Copy each of the following entries back without change.

*** Block opens ***

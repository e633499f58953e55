//! mapoverlay - overlay state and icon caching for native map views
//!
//! This library keeps the authoritative state of everything a host draws on
//! top of a map it does not render itself: markers, polylines, tile layers
//! and a heatmap. It resolves marker icons through a bounded memory and disk
//! cache, groups markers into clusters on request and animates markers with
//! bounce and pulse effects.
//!
//! # High-Level API
//!
//! Most hosts feed decoded commands to a [`dispatch::CommandDispatcher`]:
//!
//! ```ignore
//! use mapoverlay::dispatch::CommandDispatcher;
//! use mapoverlay::engine::{EngineConfig, OverlayEngine};
//! use mapoverlay::surface::RecordingSurface;
//! use serde_json::json;
//!
//! let engine = OverlayEngine::new(EngineConfig::default(), RecordingSurface::new())?;
//! let mut dispatcher = CommandDispatcher::new(engine);
//! dispatcher.dispatch(
//!     "marker.upsert",
//!     json!({"id": "m1", "position": {"lat": 10.0, "lng": 20.0}}),
//! );
//! ```

pub mod animation;
pub mod cluster;
pub mod config;
pub mod dispatch;
pub mod engine;
pub mod geo;
pub mod icon;
pub mod logging;
pub mod registry;
pub mod surface;

/// Version of the mapoverlay library and CLI.
///
/// This is synchronized across all components in the workspace.
/// The version is defined in `Cargo.toml` and injected at compile time.
pub const VERSION: &str = env!("CARGO_PKG_VERSION");
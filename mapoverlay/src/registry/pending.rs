//! Coalesced pending surface changes.

use std::collections::{BTreeMap, BTreeSet};

/// What must happen to one marker at the next flush.
#[derive(Debug, Clone, Copy, PartialEq, Eq)]
pub enum PendingMarker {
    /// Detach any old visual, then attach the current state
    Replace,
    /// Push the current state to the existing visual
    Update,
    /// Detach the visual
    Remove,
}

impl PendingMarker {
    /// Combines a queued change with a newer one for the same id.
    ///
    /// Replace and Remove always win. An Update after a Replace is already
    /// covered by the Replace.
    pub fn merge(self, newer: PendingMarker) -> PendingMarker {
        match (self, newer) {
            (PendingMarker::Replace, PendingMarker::Update) => PendingMarker::Replace,
            (_, newer) => newer,
        }
    }
}

/// Every change recorded since the last flush.
#[derive(Debug, Default)]
pub struct PendingChanges {
    pub(super) markers: BTreeMap<String, PendingMarker>,
    pub(super) polylines: BTreeSet<String>,
    pub(super) tile_overlays: BTreeSet<String>,
    pub(super) heatmap: bool,
}

impl PendingChanges {
    pub fn mark_marker(&mut self, id: &str, change: PendingMarker) {
        match self.markers.get_mut(id) {
            Some(existing) => *existing = existing.merge(change),
            None => {
                self.markers.insert(id.to_string(), change);
            }
        }
    }

    pub fn is_empty(&self) -> bool {
        self.markers.is_empty()
            && self.polylines.is_empty()
            && self.tile_overlays.is_empty()
            && !self.heatmap
    }
}

#[cfg(test)]
mod tests {
    use super::*;

    #[test]
    fn test_merge_rules() {
        use PendingMarker::*;
        assert_eq!(Replace.merge(Update), Replace);
        assert_eq!(Replace.merge(Remove), Remove);
        assert_eq!(Update.merge(Update), Update);
        assert_eq!(Update.merge(Replace), Replace);
        assert_eq!(Remove.merge(Replace), Replace);
        assert_eq!(Update.merge(Remove), Remove);
    }

    #[test]
    fn test_repeated_changes_collapse() {
        let mut pending = PendingChanges::default();
        pending.mark_marker("m1", PendingMarker::Replace);
        pending.mark_marker("m1", PendingMarker::Update);
        pending.mark_marker("m1", PendingMarker::Update);
        assert_eq!(pending.markers.len(), 1);
        assert_eq!(pending.markers["m1"], PendingMarker::Replace);
        assert!(!pending.is_empty());
    }
}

*** Block closes ***

## [RESPONSE TO THIS EXERCISE]
repository e633499f58953e55
//! mapoverlay - overlay state and icon caching for native map views
//!
//! This library keeps the authoritative state of everything a host draws on
//! top of a map it does not render itself: markers, polylines, tile layers
//! and a heatmap. It resolves marker icons through a bounded memory and disk
//! cache, groups markers into clusters on request and animates markers with
//! bounce and pulse effects.
//!
//! # High-Level API
//!
//! Most hosts feed decoded commands to a [`dispatch::CommandDispatcher`]:
//!
//! ```ignore
//! use mapoverlay::dispatch::CommandDispatcher;
//! use mapoverlay::engine::{EngineConfig, OverlayEngine};
//! use mapoverlay::surface::RecordingSurface;
//! use serde_json::json;
//!
//! let engine = OverlayEngine::new(EngineConfig::default(), RecordingSurface::new())?;
//! let mut dispatcher = CommandDispatcher::new(engine);
//! dispatcher.dispatch(
//!     "marker.upsert",
//!     json!({"id": "m1", "position": {"lat": 10.0, "lng": 20.0}}),
//! );
//! ```

pub mod animation;
pub mod cluster;
pub mod config;
pub mod dispatch;
pub mod engine;
pub mod geo;
pub mod icon;
pub mod logging;
pub mod registry;
pub mod surface;

/// Version of the mapoverlay library and CLI.
///
/// This is synchronized across all components in the workspace.
/// The version is defined in `Cargo.toml` and injected at compile time.
pub const VERSION: &str = env!("CARGO_PKG_VERSION");
filename mapoverlay/src/registry/pending.rs
//! Coalesced pending surface changes.

use std::collections::{BTreeMap, BTreeSet};

/// What must happen to one marker at the next flush.
#[derive(Debug, Clone, Copy, PartialEq, Eq)]
pub enum PendingMarker {
    /// Detach any old visual, then attach the current state
    Replace,
    /// Push the current state to the existing visual
    Update,
    /// Detach the visual
    Remove,
}

impl PendingMarker {
    /// Combines a queued change with a newer one for the same id.
    ///
    /// Replace and Remove always win. An Update after a Replace is already
    /// covered by the Replace.
    pub fn merge(self, newer: PendingMarker) -> PendingMarker {
        match (self, newer) {
            (PendingMarker::Replace, PendingMarker::Update) => PendingMarker::Replace,
            (_, newer) => newer,
        }
    }
}

/// Every change recorded since the last flush.
#[derive(Debug, Default)]
pub struct PendingChanges {
    pub(super) markers: BTreeMap<String, PendingMarker>,
    pub(super) polylines: BTreeSet<String>,
    pub(super) tile_overlays: BTreeSet<String>,
    pub(super) heatmap: bool,
}

impl PendingChanges {
    pub fn mark_marker(&mut self, id: &str, change: PendingMarker) {
        match self.markers.get_mut(id) {
            Some(existing) => *existing = existing.merge(change),
            None => {
                self.markers.insert(id.to_string(), change);
            }
        }
    }

    pub fn is_empty(&self) -> bool {
        self.markers.is_empty()
            && self.polylines.is_empty()
            && self.tile_overlays.is_empty()
            && !self.heatmap
    }
}

#[cfg(test)]
mod tests {
    use super::*;

    #[test]
    fn test_merge_rules() {
        use PendingMarker::*;
        assert_eq!(Replace.merge(Update), Replace);
        assert_eq!(Replace.merge(Remove), Remove);
        assert_eq!(Update.merge(Update), Update);
        assert_eq!(Update.merge(Replace), Replace);
        assert_eq!(Remove.merge(Replace), Replace);
        assert_eq!(Update.merge(Remove), Remove);
    }

    #[test]
    fn test_repeated_changes_collapse() {
        let mut pending = PendingChanges::default();
        pending.mark_marker("m1", PendingMarker::Replace);
        pending.mark_marker("m1", PendingMarker::Update);
        pending.mark_marker("m1", PendingMarker::Update);
        assert_eq!(pending.markers.len(), 1);
        assert_eq!(pending.markers["m1"], PendingMarker::Replace);
        assert!(!pending.is_empty());
    }
}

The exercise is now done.